Educafro entrou com ação para anular decisão tomada pelo ex-ministro antes de ele fugir para os EUA: “vitória de todo o movimento negro do país”, afirma Irapuã Santana
O Ministério da Educação anulou a decisão de revogar as cotas raciais nesta terça-feira (23/6). Antes de fugir do país, na última quinta-feira (18/6), o ex-ministro da educação Abraham Weintraub, em uma “canetada”, havia acabado com cotas para negros, indígenas e pessoas com deficiência nos cursos de pós-graduação.

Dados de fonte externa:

#![allow(clippy::print_stderr)]
#![allow(clippy::print_stdout)]
#![allow(clippy::struct_excessive_bools)]

use clap::{ArgAction, CommandFactory as _, Parser, ValueHint, value_parser};
use clap_complete::aot::{Shell, generate};
use recls::{
    EntryTypes, EntryTypesParser, Printer, SearchBuilder, SearchError, SearchHandle,
    calc_directory_size,
};
use std::{ffi::OsString, io::stdout, process::ExitCode};

#[cfg(all(
    feature = "mimalloc",
    any(target_os = "linux", target_os = "macos", target_os = "android")
))]
#[global_allocator]
static GLOBAL: mimalloc::MiMalloc = mimalloc::MiMalloc;

const TYPES: [&str; 5] = [
    "f:Regular File",
    "d:Directory",
    "l:Symlink",
    "s:Device, pipe or socket",
    "a:All",
];

#[derive(Parser)]
#[command(version = env!("CARGO_PKG_VERSION"), about)]
struct Args {
    #[arg(
        value_name = "PATTERN",
        help = "Glob to match names against, several globs may be separated with '|'",
        default_value = "*",
        index = 1
    )]
    pattern: String,

    #[arg(
        value_name = "PATH",
        help = "Directory to search",
        value_hint = ValueHint::DirPath,
        default_value = ".",
        index = 2
    )]
    directory: OsString,

    #[arg(
        short = 'R',
        long = "no-recursive",
        help = "Only list the top directory"
    )]
    no_recursive: bool,

    #[arg(short = 'i', long = "ignore-case", help = "Match names case insensitively")]
    ignore_case: bool,

    #[arg(
        short = 't',
        long = "type",
        action = ArgAction::Append,
        value_parser = EntryTypesParser,
        help = format!("Entry types to list (can use multiple times), available options are {TYPES:?}"),
    )]
    types: Vec<EntryTypes>,

    #[arg(
        short = 'd',
        long = "max-depth",
        help = "Descend at most this many levels, 0 for no limit"
    )]
    max_depth: Option<u32>,

    #[arg(short = 'L', long = "follow", help = "Descend into symlinked directories")]
    follow: bool,

    #[arg(
        short = 'H',
        long = "hidden-off",
        help = "Skip names starting with a dot, and do not descend into them"
    )]
    hidden_off: bool,

    #[arg(
        short = 'e',
        long = "exclude",
        value_name = "GLOB",
        action = ArgAction::Append,
        help = "Skip names matching this glob (can use multiple times)"
    )]
    exclude: Vec<String>,

    #[arg(short = 'l', long = "long", help = "Show type, size and modification time")]
    long: bool,

    #[arg(short = '0', long = "print0", help = "Separate results with NUL, for xargs -0")]
    print0: bool,

    #[arg(short = 'n', long = "limit", help = "Stop after this many results")]
    limit: Option<usize>,

    #[arg(long = "no-colour", alias = "no-color", help = "Never colour the output")]
    no_colour: bool,

    #[arg(long = "size", help = "Print the total size of the files under PATH instead")]
    size: bool,

    #[arg(
        long = "generate",
        action = ArgAction::Set,
        value_parser = value_parser!(Shell),
        help = "Generate shell completions"
    )]
    generate: Option<Shell>,

    #[arg(short = 'q', long = "quiet", help = "Do not report skipped directories or entries")]
    quiet: bool,
}

fn main() -> ExitCode {
    let args = Args::parse();

    if let Some(generator) = args.generate {
        let mut cmd = Args::command();
        let name = cmd.get_name().to_owned();
        generate(generator, &mut cmd, name, &mut stdout());
        return ExitCode::SUCCESS;
    }

    // RECLS_LOG overrides, e.g. RECLS_LOG=debug to trace descent
    let default_level = if args.quiet { "error" } else { "warn" };
    env_logger::Builder::from_env(env_logger::Env::new().filter_or("RECLS_LOG", default_level))
        .format_timestamp(None)
        .init();

    match run(args) {
        Ok(()) => ExitCode::SUCCESS,
        Err(error) => {
            eprintln!("recls: {error}");
            ExitCode::FAILURE
        }
    }
}

fn run(args: Args) -> Result<(), SearchError> {
    if args.size {
        let total = calc_directory_size(&args.directory)?;
        println!("{total}\t{}", args.directory.to_string_lossy());
        return Ok(());
    }

    let entry_types = args
        .types
        .iter()
        .copied()
        .reduce(|acc, t| acc | t)
        .unwrap_or_default();

    let spec = args
        .exclude
        .iter()
        .fold(SearchBuilder::new(&args.directory), |builder, glob| {
            builder.exclude(glob)
        })
        .pattern(&args.pattern)
        .recursive(!args.no_recursive)
        .case_sensitive(!args.ignore_case)
        .entry_types(entry_types)
        .max_depth(args.max_depth)
        .follow_symlinks(args.follow)
        .show_hidden(!args.hidden_off)
        .build()?;

    let search = SearchHandle::start(spec)?;
    let printed = Printer::new()
        .limit(args.limit)
        .nocolour(args.no_colour)
        .null_terminated(args.print0)
        .long(args.long)
        .print(search);

    match printed {
        // `recls | head` closes the pipe early
        Err(error) if error.kind() == std::io::ErrorKind::BrokenPipe => Ok(()),
        Err(error) => Err(SearchError::Io {
            path: "<stdout>".into(),
            source: error,
        }),
        Ok(count) => {
            log::debug!("printed {count} entries");
            Ok(())
        }
    }
}
mod entry_types;

pub use entry_types::{EntryTypes, EntryTypesParser};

Assinada em 2016 pelo então ministro Aloizio Mercadante, no segundo governo de Dilma Rousseff, a medida (Portaria n° 13/2016) previa que universidades federais tivessem um plano para inclusão de negros, indígenas e pessoas com deficiência em mestrados e doutorados.

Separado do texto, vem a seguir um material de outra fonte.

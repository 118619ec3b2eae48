use crate::{
    fs::FileType,
    util::{NormalizedPath, PATH_SEPARATOR},
};
use chrono::{DateTime, Utc};
use core::{fmt, ops::BitOr};
use std::{ffi::OsStr, path::Path};

/// A point in time as the platform reports it: seconds and nanoseconds since the Unix epoch
#[derive(Debug, Clone, Copy, PartialEq, Eq, PartialOrd, Ord, Hash, Default)]
pub struct Timestamp {
    pub secs: i64,
    pub nanos: u32,
}

impl Timestamp {
    #[must_use]
    #[inline]
    pub const fn new(secs: i64, nanos: u32) -> Self {
        Self { secs, nanos }
    }

    /// Converts to a UTC date, `None` if out of chrono's range
    #[must_use]
    #[inline]
    pub fn to_datetime(self) -> Option<DateTime<Utc>> {
        DateTime::from_timestamp(self.secs, self.nanos)
    }
}

/**
 Platform dependent attribute bits of an [`Entry`].

 On Unix `HIDDEN` means a leading dot, `READONLY` means no write permission bit is
 set for anyone, `SYSTEM` marks devices, pipes and sockets, and `EXECUTABLE` marks
 regular files with any execute bit.
*/
#[derive(Clone, Copy, PartialEq, Eq, Hash, Default)]
pub struct Attributes(u8);

impl Attributes {
    pub const NONE: Self = Self(0);
    pub const HIDDEN: Self = Self(1);
    pub const READONLY: Self = Self(1 << 1);
    pub const SYSTEM: Self = Self(1 << 2);
    pub const EXECUTABLE: Self = Self(1 << 3);

    const NAMES: [(Self, &'static str); 4] = [
        (Self::HIDDEN, "HIDDEN"),
        (Self::READONLY, "READONLY"),
        (Self::SYSTEM, "SYSTEM"),
        (Self::EXECUTABLE, "EXECUTABLE"),
    ];

    #[must_use]
    #[inline]
    pub const fn bits(self) -> u8 {
        self.0
    }

    #[must_use]
    #[inline]
    pub const fn contains(self, other: Self) -> bool {
        self.0 & other.0 == other.0
    }

    #[must_use]
    #[inline]
    pub const fn union(self, other: Self) -> Self {
        Self(self.0 | other.0)
    }

    #[must_use]
    #[inline]
    pub const fn is_empty(self) -> bool {
        self.0 == 0
    }

    /// Derives the attributes from a name and a stat mode
    #[must_use]
    pub(crate) fn from_parts(file_name: &[u8], file_type: FileType, mode: u32) -> Self {
        let mut attrs = Self::NONE;
        if file_name.first() == Some(&b'.') {
            attrs = attrs.union(Self::HIDDEN);
        }
        if mode & 0o222 == 0 {
            attrs = attrs.union(Self::READONLY);
        }
        if file_type.is_special() {
            attrs = attrs.union(Self::SYSTEM);
        }
        if file_type == FileType::RegularFile && mode & 0o111 != 0 {
            attrs = attrs.union(Self::EXECUTABLE);
        }
        attrs
    }
}

impl BitOr for Attributes {
    type Output = Self;

    #[inline]
    fn bitor(self, rhs: Self) -> Self {
        self.union(rhs)
    }
}

impl fmt::Debug for Attributes {
    fn fmt(&self, f: &mut fmt::Formatter<'_>) -> fmt::Result {
        let mut list = f.debug_set();
        for (flag, name) in Self::NAMES {
            if self.contains(flag) {
                list.entry(&format_args!("{name}"));
            }
        }
        list.finish()
    }
}

/**
 One filesystem object found by a search or a [`stat`](crate::stat) call.

 Entries are snapshots: the metadata is read once, when the entry is created, and
 never refreshed.
*/
#[derive(Clone, PartialEq, Eq)]
pub struct Entry {
    pub(crate) path: NormalizedPath,
    /// Bytes of `path` belonging to the search root plus its separator, 0 outside a search
    pub(crate) search_root_len: usize,
    pub(crate) depth: u32,
    pub(crate) file_type: FileType,
    pub(crate) size: u64,
    pub(crate) modified: Timestamp,
    pub(crate) created: Timestamp,
    pub(crate) accessed: Timestamp,
    pub(crate) attributes: Attributes,
    pub(crate) device: u64,
    pub(crate) inode: u64,
}

impl Entry {
    /// Builds an entry from an `lstat`/`stat` result
    #[allow(
        clippy::cast_sign_loss,
        clippy::cast_possible_truncation,
        reason = "sizes are never negative and nanoseconds fit in u32"
    )]
    pub(crate) fn from_stat(path: NormalizedPath, stat: &libc::stat) -> Self {
        let file_type = FileType::from_stat(stat);
        let size: i64 = access_stat!(stat, st_size);
        let mode = u32::from(stat.st_mode);
        let attributes = Attributes::from_parts(path.file_name(), file_type, mode);
        Self {
            search_root_len: 0,
            depth: 0,
            file_type,
            size: if file_type == FileType::RegularFile {
                size as u64
            } else {
                0
            },
            modified: Timestamp::new(
                access_stat!(stat, st_mtime),
                access_stat!(stat, st_mtimensec),
            ),
            created: Timestamp::new(
                access_stat!(stat, st_birthtime),
                access_stat!(stat, st_birthtimensec),
            ),
            accessed: Timestamp::new(
                access_stat!(stat, st_atime),
                access_stat!(stat, st_atimensec),
            ),
            attributes,
            device: access_stat!(stat, st_dev),
            inode: access_stat!(stat, st_ino),
            path,
        }
    }

    /// Records where this entry sits relative to the search that found it
    pub(crate) fn within_search(mut self, root: &NormalizedPath, depth: u32) -> Self {
        self.search_root_len = if root.is_root() {
            1
        } else {
            root.as_bytes().len() + 1
        };
        self.depth = depth;
        self
    }

    /// The absolute, normalised path
    #[must_use]
    #[inline]
    pub const fn path(&self) -> &NormalizedPath {
        &self.path
    }

    #[must_use]
    #[inline]
    pub fn as_path(&self) -> &Path {
        self.path.as_path()
    }

    #[must_use]
    #[inline]
    pub fn as_bytes(&self) -> &[u8] {
        self.path.as_bytes()
    }

    /// The last path component
    #[must_use]
    #[inline]
    pub fn file_name(&self) -> &[u8] {
        self.path.file_name()
    }

    #[must_use]
    #[inline]
    pub fn file_name_os(&self) -> &OsStr {
        use std::os::unix::ffi::OsStrExt as _;
        OsStr::from_bytes(self.file_name())
    }

    /// The path up to and including the last separator
    #[must_use]
    #[inline]
    pub fn directory(&self) -> &[u8] {
        &self.path.as_bytes()[..self.path.file_name_index()]
    }

    /**
     The directory components leading to this entry, outermost first.

     ```
     let entry = recls::stat("/").unwrap();
     assert_eq!(entry.directory_parts().count(), 0);
     ```
    */
    pub fn directory_parts(&self) -> impl Iterator<Item = &[u8]> {
        self.directory()
            .split(|&b| b == PATH_SEPARATOR)
            .filter(|part| !part.is_empty())
    }

    /// The part of the name after the last dot, `None` for dot-files without another dot
    #[must_use]
    pub fn extension(&self) -> Option<&[u8]> {
        let name = self.file_name();
        let dot = name.iter().rposition(|&b| b == b'.')?;
        (dot > 0).then(|| &name[dot + 1..])
    }

    /// The name without its extension
    #[must_use]
    pub fn stem(&self) -> &[u8] {
        let name = self.file_name();
        match self.extension() {
            Some(ext) => &name[..name.len() - ext.len() - 1],
            None => name,
        }
    }

    /// The path relative to the search root, the full path for entries made by `stat`
    #[must_use]
    #[inline]
    pub fn search_relative_path(&self) -> &[u8] {
        &self.path.as_bytes()[self.search_root_len..]
    }

    /// Levels below the search root, children of the root are at depth 1
    #[must_use]
    #[inline]
    pub const fn depth(&self) -> u32 {
        self.depth
    }

    #[must_use]
    #[inline]
    pub const fn file_type(&self) -> FileType {
        self.file_type
    }

    #[must_use]
    #[inline]
    pub const fn is_dir(&self) -> bool {
        matches!(self.file_type, FileType::Directory)
    }

    #[must_use]
    #[inline]
    pub const fn is_file(&self) -> bool {
        matches!(self.file_type, FileType::RegularFile)
    }

    #[must_use]
    #[inline]
    pub const fn is_link(&self) -> bool {
        matches!(self.file_type, FileType::Symlink)
    }

    #[must_use]
    #[inline]
    pub const fn is_hidden(&self) -> bool {
        self.attributes.contains(Attributes::HIDDEN)
    }

    #[must_use]
    #[inline]
    pub const fn is_readonly(&self) -> bool {
        self.attributes.contains(Attributes::READONLY)
    }

    /// Size in bytes for regular files, 0 for everything else
    #[must_use]
    #[inline]
    pub const fn size(&self) -> u64 {
        self.size
    }

    #[must_use]
    #[inline]
    pub const fn attributes(&self) -> Attributes {
        self.attributes
    }

    #[must_use]
    #[inline]
    pub const fn modified(&self) -> Timestamp {
        self.modified
    }

    /// Birth time where the platform records one, otherwise the last status change
    #[must_use]
    #[inline]
    pub const fn created(&self) -> Timestamp {
        self.created
    }

    #[must_use]
    #[inline]
    pub const fn accessed(&self) -> Timestamp {
        self.accessed
    }

    #[must_use]
    #[inline]
    pub fn modified_time(&self) -> Option<DateTime<Utc>> {
        self.modified.to_datetime()
    }

    #[must_use]
    #[inline]
    pub fn created_time(&self) -> Option<DateTime<Utc>> {
        self.created.to_datetime()
    }

    #[must_use]
    #[inline]
    pub fn accessed_time(&self) -> Option<DateTime<Utc>> {
        self.accessed.to_datetime()
    }

    /// Device and inode, the identity of the underlying object
    #[must_use]
    #[inline]
    pub const fn dev_ino(&self) -> (u64, u64) {
        (self.device, self.inode)
    }
}

impl AsRef<Path> for Entry {
    #[inline]
    fn as_ref(&self) -> &Path {
        self.as_path()
    }
}

impl fmt::Display for Entry {
    fn fmt(&self, f: &mut fmt::Formatter<'_>) -> fmt::Result {
        fmt::Display::fmt(&self.path, f)
    }
}

impl fmt::Debug for Entry {
    fn fmt(&self, f: &mut fmt::Formatter<'_>) -> fmt::Result {
        f.debug_struct("Entry")
            .field("path", &self.path)
            .field("file_type", &self.file_type)
            .field("depth", &self.depth)
            .field("size", &self.size)
            .field("attributes", &self.attributes)
            .finish_non_exhaustive()
    }
}

impl From<Entry> for std::path::PathBuf {
    fn from(entry: Entry) -> Self {
        entry.path.as_path().to_path_buf()
    }
}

A manobra do agora ex-ministro provocou indignação e motivou a Educafro a entrar com uma ação contra a Portaria 545 de 16 de junho de 2020 assinada por Weintraub, que o advogado e professor de Direito processual Irapuã Santana chamou de “desmonte claro sobre as nossas esperanças enquanto população”.

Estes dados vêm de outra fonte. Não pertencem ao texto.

//! Shell glob matching for single path components.
//!
//! Supported syntax:
//! - any character except `?`, `*`, `[`, `\` or `{` matches itself
//! - `?` matches exactly one character
//! - `*` matches any run of characters, including none
//! - `[...]` is a character class with ranges (`[a-z]`), negation when the first
//!   character is `!` or `^`, and a literal `]` when it comes first (`[]x]`)
//! - `{a,b,c}` matches any of the alternatives, which may themselves be globs
//! - a backslash makes the next character literal
//! - `|` separates independent globs, a name matching any of them matches the list
//!
//! Matching is anchored: the whole name must match, never a substring.
//! `*` on its own, or `*.*` anywhere in a list, matches every name.
//!
//! ```
//! use recls::Matcher;
//!
//! let matcher = Matcher::compile("*.rs|Cargo.{toml,lock}", true).unwrap();
//! assert!(matcher.matches(b"lib.rs"));
//! assert!(matcher.matches(b"Cargo.lock"));
//! assert!(!matcher.matches(b"lib.rs.bak"));
//! ```

use crate::{Result, SearchError};
use core::mem;
use regex::bytes::{Regex, RegexBuilder};
use thiserror::Error;

/// Separates globs in a pattern list
pub const PATTERN_SEPARATOR: char = '|';

/// The glob that matches every name
pub const WILDCARDS_ALL: &str = "*";

/// Reasons a glob fails to translate
#[derive(Error, Debug, PartialEq, Eq)]
enum GlobError {
    #[error("bare escape at the end of the pattern")]
    BareEscape,
    #[error("unclosed character class")]
    UnclosedClass,
    #[error("reversed range {0}-{1}")]
    ReversedRange(char, char),
    #[error("unclosed alternation")]
    UnclosedAlternation,
    #[error("empty pattern")]
    Empty,
}

/// Something that may appear in a character class.
#[derive(Debug)]
enum ClassItem {
    Char(char),
    Range(char, char),
}

/// A character class being read.
#[derive(Debug, Default)]
struct ClassAccumulator {
    negated: bool,
    items: Vec<ClassItem>,
}

/// The current state of the translator.
#[derive(Debug, Default)]
enum State {
    /// The next character is outside of any construct.
    #[default]
    Literal,
    /// The previous character was a backslash.
    Escape,
    /// Just read `[`, the next character may negate the class or be a literal `]`.
    ClassStart,
    /// Inside a class, reading characters or range starts.
    Class(ClassAccumulator),
    /// Inside a class after `x-`, waiting for the end of the range.
    ClassRange(ClassAccumulator, char),
    /// Inside a class after a backslash.
    ClassEscape(ClassAccumulator),
    /// Inside `{...}`: the alternatives so far, the current one and the nesting depth.
    Alternate(Vec<String>, String, usize),
}

/// Escapes a character that will sit inside a regex class
fn escape_in_class(chr: char, out: &mut String) {
    if matches!(chr, '\\' | ']' | '[' | '^' | '-' | '&' | '~') {
        out.push('\\');
    }
    out.push(chr);
}

/// Renders a finished class as a regex class
fn close_class(acc: ClassAccumulator) -> String {
    let mut out = String::from("[");
    if acc.negated {
        out.push('^');
    }
    for item in acc.items {
        match item {
            ClassItem::Char(chr) => escape_in_class(chr, &mut out),
            ClassItem::Range(start, end) => {
                escape_in_class(start, &mut out);
                out.push('-');
                escape_in_class(end, &mut out);
            }
        }
    }
    out.push(']');
    out
}

/// Translates one glob into an unanchored regex fragment.
struct Translator<I: Iterator<Item = char>> {
    chars: I,
    state: State,
    out: String,
}

impl<I> Translator<I>
where
    I: Iterator<Item = char>,
{
    fn literal(&mut self, chr: char) {
        let mut buf = [0_u8; 4];
        self.out.push_str(&regex::escape(chr.encode_utf8(&mut buf)));
    }

    /// Feeds one character, or the end of input as `None`
    fn step(&mut self, next: Option<char>) -> core::result::Result<(), GlobError> {
        self.state = match (mem::take(&mut self.state), next) {
            (State::Literal, None) => State::Literal,
            (State::Literal, Some(chr)) => match chr {
                '\\' => State::Escape,
                '[' => State::ClassStart,
                '{' => State::Alternate(Vec::new(), String::new(), 0),
                '?' => {
                    self.out.push_str("(?s:.)");
                    State::Literal
                }
                '*' => {
                    // `-u` lets the star run over bytes that are not UTF-8
                    self.out.push_str("(?s-u:.)*");
                    State::Literal
                }
                other => {
                    self.literal(other);
                    State::Literal
                }
            },

            (State::Escape, None) => return Err(GlobError::BareEscape),
            (State::Escape, Some(chr)) => {
                self.literal(chr);
                State::Literal
            }

            (State::ClassStart, None) => return Err(GlobError::UnclosedClass),
            (State::ClassStart, Some(chr)) => match chr {
                '!' | '^' => State::Class(ClassAccumulator {
                    negated: true,
                    items: Vec::new(),
                }),
                '\\' => State::ClassEscape(ClassAccumulator::default()),
                other => State::Class(ClassAccumulator {
                    negated: false,
                    items: vec![ClassItem::Char(other)],
                }),
            },

            (
                State::Class(_) | State::ClassRange(..) | State::ClassEscape(_),
                None,
            ) => return Err(GlobError::UnclosedClass),
            (State::Class(mut acc), Some(chr)) => match chr {
                // `]` straight after a negation is a literal
                ']' if acc.items.is_empty() => {
                    acc.items.push(ClassItem::Char(']'));
                    State::Class(acc)
                }
                ']' => {
                    self.out.push_str(&close_class(acc));
                    State::Literal
                }
                '\\' => State::ClassEscape(acc),
                '-' => match acc.items.pop() {
                    Some(ClassItem::Char(start)) => State::ClassRange(acc, start),
                    other => {
                        acc.items.extend(other);
                        acc.items.push(ClassItem::Char('-'));
                        State::Class(acc)
                    }
                },
                other => {
                    acc.items.push(ClassItem::Char(other));
                    State::Class(acc)
                }
            },
            (State::ClassEscape(mut acc), Some(chr)) => {
                acc.items.push(ClassItem::Char(chr));
                State::Class(acc)
            }
            (State::ClassRange(mut acc, start), Some(chr)) => match chr {
                // `x-]` is the two literals
                ']' => {
                    acc.items.push(ClassItem::Char(start));
                    acc.items.push(ClassItem::Char('-'));
                    self.out.push_str(&close_class(acc));
                    State::Literal
                }
                end => {
                    let end = if end == '\\' {
                        self.chars.next().ok_or(GlobError::UnclosedClass)?
                    } else {
                        end
                    };
                    if start > end {
                        return Err(GlobError::ReversedRange(start, end));
                    }
                    acc.items.push(ClassItem::Range(start, end));
                    State::Class(acc)
                }
            },

            (State::Alternate(..), None) => return Err(GlobError::UnclosedAlternation),
            (State::Alternate(mut gathered, mut current, depth), Some(chr)) => match chr {
                ',' if depth == 0 => {
                    gathered.push(mem::take(&mut current));
                    State::Alternate(gathered, current, depth)
                }
                '}' if depth == 0 => {
                    gathered.push(current);
                    self.out.push_str(&close_alternate(gathered)?);
                    State::Literal
                }
                '\\' => {
                    // keep the escape for the recursive translation
                    current.push('\\');
                    current.push(self.chars.next().ok_or(GlobError::UnclosedAlternation)?);
                    State::Alternate(gathered, current, depth)
                }
                '{' => {
                    current.push('{');
                    State::Alternate(gathered, current, depth + 1)
                }
                '}' => {
                    current.push('}');
                    State::Alternate(gathered, current, depth - 1)
                }
                other => {
                    current.push(other);
                    State::Alternate(gathered, current, depth)
                }
            },
        };
        Ok(())
    }

    fn run(mut self) -> core::result::Result<String, GlobError> {
        while let Some(chr) = self.chars.next() {
            self.step(Some(chr))?;
        }
        self.step(None)?;
        Ok(self.out)
    }
}

/// Renders `{a,b}` alternatives, each translated as a glob of its own
fn close_alternate(gathered: Vec<String>) -> core::result::Result<String, GlobError> {
    let mut branches = Vec::with_capacity(gathered.len());
    for alternative in gathered {
        branches.push(translate(&alternative)?);
    }
    Ok(format!("(?:{})", branches.join("|")))
}

/// Translates one glob (no `|` lists) into a regex fragment without anchors
fn translate(glob: &str) -> core::result::Result<String, GlobError> {
    Translator {
        chars: glob.chars(),
        state: State::Literal,
        out: String::with_capacity(glob.len() * 2),
    }
    .run()
}

/// Where the list splitter stands relative to a character class
#[derive(Debug, Clone, Copy, PartialEq, Eq)]
enum ClassPosition {
    Outside,
    /// Just after `[`, where `!`, `^` and `]` are not special yet
    Opened,
    /// Just after `[!` or `[^`, where `]` is still a literal
    Negated,
    Inside,
}

/// Splits a pattern list on unescaped `|` outside of classes, dropping empty entries
fn split_pattern_list(pattern: &str) -> Vec<&str> {
    let mut parts = Vec::new();
    let mut start = 0;
    let mut escaped = false;
    let mut class = ClassPosition::Outside;
    for (idx, chr) in pattern.char_indices() {
        if escaped {
            escaped = false;
            if class != ClassPosition::Outside {
                class = ClassPosition::Inside;
            }
            continue;
        }
        class = match (class, chr) {
            (_, '\\') => {
                escaped = true;
                class
            }
            (ClassPosition::Outside, '[') => ClassPosition::Opened,
            (ClassPosition::Outside, PATTERN_SEPARATOR) => {
                parts.push(&pattern[start..idx]);
                start = idx + chr.len_utf8();
                ClassPosition::Outside
            }
            (ClassPosition::Outside, _) => ClassPosition::Outside,
            (ClassPosition::Opened, '!' | '^') => ClassPosition::Negated,
            (ClassPosition::Opened | ClassPosition::Negated, _) => ClassPosition::Inside,
            (ClassPosition::Inside, ']') => ClassPosition::Outside,
            (ClassPosition::Inside, _) => ClassPosition::Inside,
        };
    }
    parts.push(&pattern[start..]);
    parts.retain(|part| !part.is_empty());
    parts
}

#[derive(Debug, Clone)]
enum Compiled {
    All,
    Regex(Regex),
}

/**
 A compiled glob (or `|` separated list of globs) tested against single names.

 Built once per search and shared by every directory in it.
*/
#[derive(Debug, Clone)]
pub struct Matcher {
    pattern: Box<str>,
    compiled: Compiled,
}

impl Matcher {
    /**
     Compiles `pattern` for whole-name matching.

     # Errors
     [`SearchError::PatternSyntax`] if the pattern is empty, has an unclosed class or
     alternation, a reversed range, or ends in a bare backslash.
    */
    pub fn compile(pattern: &str, case_sensitive: bool) -> Result<Self> {
        let syntax_error = |reason: String| SearchError::PatternSyntax {
            pattern: pattern.to_owned(),
            reason,
        };

        let globs = split_pattern_list(pattern);
        if globs.is_empty() {
            return Err(syntax_error(GlobError::Empty.to_string()));
        }

        if globs.iter().any(|glob| matches!(*glob, WILDCARDS_ALL | "*.*")) {
            return Ok(Self {
                pattern: pattern.into(),
                compiled: Compiled::All,
            });
        }

        let mut fragments = Vec::with_capacity(globs.len());
        for glob in globs {
            fragments.push(translate(glob).map_err(|e| syntax_error(e.to_string()))?);
        }

        let re = RegexBuilder::new(&format!("^(?:{})$", fragments.join("|")))
            .case_insensitive(!case_sensitive)
            .build()
            .map_err(|e| syntax_error(e.to_string()))?;

        Ok(Self {
            pattern: pattern.into(),
            compiled: Compiled::Regex(re),
        })
    }

    /// Tests a single path component
    #[inline]
    #[must_use]
    pub fn matches(&self, name: &[u8]) -> bool {
        match &self.compiled {
            Compiled::All => true,
            Compiled::Regex(re) => re.is_match(name),
        }
    }

    /// The pattern this matcher was compiled from
    #[inline]
    #[must_use]
    pub fn pattern(&self) -> &str {
        &self.pattern
    }
}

Para Santana, a revogação da portaria foi “uma vitória de todo o movimento negro do país”. Ele lembra que, assim que a decisão saiu, na semana passada, a manifestação contrária foi imediata. “Não ficamos só na nota de repúdio, fomos brigar. Fomos à justiça federal, no STJ, no STF e também no Legislativo. Em todas as frentes conseguimos atacar esse abuso perpetuado pelo Weintraub”, conta. “Vamos ficar sempre de olho para que não haja mais retrocessos”, afirma.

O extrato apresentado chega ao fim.